Estimate number of digits of 333!

Stirling's approximation $$n!\sim\sqrt{2\pi n}\left(\frac{n}{e}\right)^n$$ is spooky accurate. Take the (base-10) log of both sides, and you get $$\log n!\approx \frac{1}{2}(\log(2\pi)+\log n)+n(\log n-\log e)$$ $$= \frac{1}{2}\log(2\pi)-n\log e+\left(n+\frac{1}{2}\right)\log n$$ $$\approx 0.4-.43n+\left(n+\frac{1}{2}\right)\log n$$

Plugging $n=333$ into it, I get $698.45+$


For any (large) $N$ we have

$$\log(N!)=\sum_{k=1}^N\log k={1\over\ln10}\sum_{k=1}^N\ln k={1\over\ln10}\sum_{k=1}^N(\ln(k/N)+\ln N)={N\over\ln 10}\left(\ln N+{1\over N}\sum_{k=1}^N\ln(k/N)\right)\approx{N\over\ln10}\left(\ln N+\int_0^1\ln x\,dx\right)={N\over\ln10}(\ln N-1)$$

For $N=333$, this gives

$$\log(333!)\approx695.35$$

which suggests there are approximately $\lceil695.35\rceil=696$ digits in $333!$.
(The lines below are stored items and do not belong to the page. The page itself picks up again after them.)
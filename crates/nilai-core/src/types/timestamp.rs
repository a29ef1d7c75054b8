//! Server-assigned timestamp.

use chrono::{DateTime, SecondsFormat, Utc};
use serde::{Deserialize, Serialize};

/// A timestamp assigned by the store when a document is committed.
///
/// A document observed before the store has committed its timestamp, or
/// written by a client that never set one, carries [`ServerTimestamp::Pending`].
#[derive(Clone, Copy, Debug, Default, PartialEq, Eq, Hash)]
pub enum ServerTimestamp {
    #[default]
    Pending,
    Resolved(DateTime<Utc>),
}

impl ServerTimestamp {
    /// Returns the committed point in time, if any.
    pub fn resolved(&self) -> Option<DateTime<Utc>> {
        match self {
            ServerTimestamp::Pending => None,
            ServerTimestamp::Resolved(at) => Some(*at),
        }
    }

    pub fn is_pending(&self) -> bool {
        matches!(self, ServerTimestamp::Pending)
    }

    /// ISO-8601 in UTC with millisecond precision, e.g. `2026-10-14T05:30:00.000Z`.
    ///
    /// Returns `None` while pending.
    pub fn to_iso8601(&self) -> Option<String> {
        self.resolved()
            .map(|at| at.to_rfc3339_opts(SecondsFormat::Millis, true))
    }
}

impl From<DateTime<Utc>> for ServerTimestamp {
    fn from(at: DateTime<Utc>) -> Self {
        ServerTimestamp::Resolved(at)
    }
}

impl From<Option<DateTime<Utc>>> for ServerTimestamp {
    fn from(at: Option<DateTime<Utc>>) -> Self {
        at.map_or(ServerTimestamp::Pending, ServerTimestamp::Resolved)
    }
}

// Serialized as an RFC 3339 string, or `null` while pending.
impl Serialize for ServerTimestamp {
    fn serialize<S>(&self, serializer: S) -> Result<S::Ok, S::Error>
    where
        S: serde::Serializer,
    {
        self.resolved().serialize(serializer)
    }
}

impl<'de> Deserialize<'de> for ServerTimestamp {
    fn deserialize<D>(deserializer: D) -> Result<Self, D::Error>
    where
        D: serde::Deserializer<'de>,
    {
        Option::<DateTime<Utc>>::deserialize(deserializer).map(Into::into)
    }
}
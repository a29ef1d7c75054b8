//! Persisted CLI configuration and store resolution.

use std::fs;
use std::path::PathBuf;

use anyhow::{Context, Result};
use directories::ProjectDirs;
use serde::{Deserialize, Serialize};
use tracing::debug;

use nilai_core::{DEFAULT_COLLECTION, StoreUrl};
use nilai_file::FileGradeStore;

use crate::cli::StoreArgs;

/// Stored configuration.
#[derive(Debug, Default, Clone, PartialEq, Eq, Serialize, Deserialize)]
pub struct Config {
    #[serde(default, skip_serializing_if = "Option::is_none")]
    pub store: Option<String>,
    #[serde(default, skip_serializing_if = "Option::is_none")]
    pub collection: Option<String>,
}

fn project_dirs() -> Result<ProjectDirs> {
    ProjectDirs::from("", "", "nilai").context("Could not determine config directory")
}

/// Get the config file path.
pub fn config_path() -> Result<PathBuf> {
    Ok(project_dirs()?.config_dir().join("config.json"))
}

/// Store used when nothing is configured.
fn default_store_dir() -> Result<PathBuf> {
    Ok(project_dirs()?.data_dir().join("store"))
}

/// Load the config, or defaults if none was saved.
pub fn load() -> Result<Config> {
    let path = config_path()?;

    if !path.exists() {
        return Ok(Config::default());
    }

    let json = fs::read_to_string(&path).context("Failed to read config file")?;
    serde_json::from_str(&json).context("Invalid config file")
}

/// Save the config to disk.
pub fn save(config: &Config) -> Result<PathBuf> {
    let path = config_path()?;
    if let Some(parent) = path.parent() {
        fs::create_dir_all(parent).context("Failed to create config directory")?;
    }

    let json = serde_json::to_string_pretty(config)?;
    fs::write(&path, json).context("Failed to write config file")?;

    Ok(path)
}

/// The store location and collection after applying precedence:
/// flag or environment, then config file, then defaults.
#[derive(Debug, Clone, PartialEq, Eq)]
pub struct Resolved {
    pub store: StoreUrl,
    pub collection: String,
}

pub fn resolve(args: &StoreArgs) -> Result<Resolved> {
    let config = load()?;

    let store = match args.store.as_ref().or(config.store.as_ref()) {
        Some(s) => StoreUrl::new(s).context("Invalid store location")?,
        None => StoreUrl::from_path(default_store_dir()?).context("Invalid default store")?,
    };

    let collection = args
        .collection
        .clone()
        .or(config.collection)
        .unwrap_or_else(|| DEFAULT_COLLECTION.to_string());

    debug!(%store, %collection, "Resolved store");

    Ok(Resolved { store, collection })
}

/// Open the resolved grade store.
pub fn open_store(args: &StoreArgs) -> Result<FileGradeStore> {
    let resolved = resolve(args)?;
    FileGradeStore::open(resolved.store, resolved.collection).context("Failed to open store")
}
//! Transient user-facing notices.

use chrono::{DateTime, Duration, Utc};
use serde::Serialize;

/// How long a notice stays visible, in seconds.
pub const NOTICE_LIFETIME_SECS: i64 = 3;

pub const SAVE_SUCCESS: &str = "record saved";
pub const SAVE_FAILURE: &str = "failed to save record, see log";
pub const CONNECTION_FAILURE: &str = "failed to connect to the grade store, check the configuration";
pub const NOTHING_TO_EXPORT: &str = "nothing to export";

#[derive(Debug, Clone, Copy, PartialEq, Eq, Serialize)]
#[serde(rename_all = "lowercase")]
pub enum NoticeKind {
    Success,
    Danger,
}

/// A short-lived message with an expiry time.
#[derive(Debug, Clone, PartialEq, Eq, Serialize)]
pub struct Notice {
    pub text: String,
    pub kind: NoticeKind,
    pub expires_at: DateTime<Utc>,
}

impl Notice {
    /// A notice posted at `now`, expiring after [`NOTICE_LIFETIME_SECS`].
    pub fn new(text: impl Into<String>, kind: NoticeKind, now: DateTime<Utc>) -> Self {
        Self {
            text: text.into(),
            kind,
            expires_at: now + Duration::seconds(NOTICE_LIFETIME_SECS),
        }
    }

    pub fn is_expired(&self, now: DateTime<Utc>) -> bool {
        now >= self.expires_at
    }
}

/// Holds at most one notice; a new notice supersedes the previous one
/// together with its pending expiry.
#[derive(Debug, Clone, Default)]
pub struct NoticeBoard {
    current: Option<Notice>,
}

impl NoticeBoard {
    pub fn new() -> Self {
        Self::default()
    }

    pub fn post(&mut self, notice: Notice) {
        self.current = Some(notice);
    }

    /// The visible notice at `now`, if it has not expired.
    pub fn current(&self, now: DateTime<Utc>) -> Option<&Notice> {
        self.current.as_ref().filter(|n| !n.is_expired(now))
    }

    /// Drop the notice once it has expired. Returns true if one was cleared.
    pub fn clear_expired(&mut self, now: DateTime<Utc>) -> bool {
        if self.current.as_ref().is_some_and(|n| n.is_expired(now)) {
            self.current = None;
            return true;
        }
        false
    }
}
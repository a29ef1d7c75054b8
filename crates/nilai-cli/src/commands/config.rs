//! Config command implementation.

use anyhow::{Context, Result};
use clap::{Args, Subcommand};

use nilai_core::StoreUrl;

use crate::cli::StoreArgs;
use crate::{config, output};

#[derive(Args, Debug)]
pub struct ConfigCommand {
    #[command(subcommand)]
    pub command: ConfigSubcommand,
}

#[derive(Subcommand, Debug)]
pub enum ConfigSubcommand {
    /// Show the effective store and collection
    Show,

    /// Save the default store location
    SetStore {
        /// file:// URL or directory
        url: String,
    },

    /// Save the default collection
    SetCollection {
        name: String,
    },
}

pub async fn run(cmd: ConfigCommand, store: &StoreArgs) -> Result<()> {
    match cmd.command {
        ConfigSubcommand::Show => {
            let resolved = config::resolve(store)?;
            output::field("Config", &config::config_path()?.display().to_string());
            output::field("Store", resolved.store.as_str());
            output::field("Collection", &resolved.collection);
        }
        ConfigSubcommand::SetStore { url } => {
            let url = StoreUrl::new(&url).context("Invalid store location")?;
            let mut saved = config::load()?;
            saved.store = Some(url.to_string());
            let path = config::save(&saved)?;
            output::success(&format!("Store set to {} ({})", url, path.display()));
        }
        ConfigSubcommand::SetCollection { name } => {
            // Validate by opening a store with the new name.
            let resolved = config::resolve(store)?;
            nilai_file::FileGradeStore::open(resolved.store, name.clone())
                .context("Invalid collection name")?;
            let mut saved = config::load()?;
            saved.collection = Some(name.clone());
            config::save(&saved)?;
            output::success(&format!("Collection set to {}", name));
        }
    }
    Ok(())
}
To be more rigorous about the integral approximation, we have

$$-1=\int_0^1\ln x\,dx\lt{1\over N}\sum_{k=1}^N\ln(k/N)\lt\int_{1/N}^1\ln x\,dx={\ln N+1\over N}-1$$

so

$${N\over\ln10}(\ln N-1)\lt\log(N!)\lt{N\over\ln10}(\ln N-1)+{\ln N+1\over\ln10}$$

which gives the following range for the number of digits:

$$696\le\lceil\log(333!)\rceil\le699$$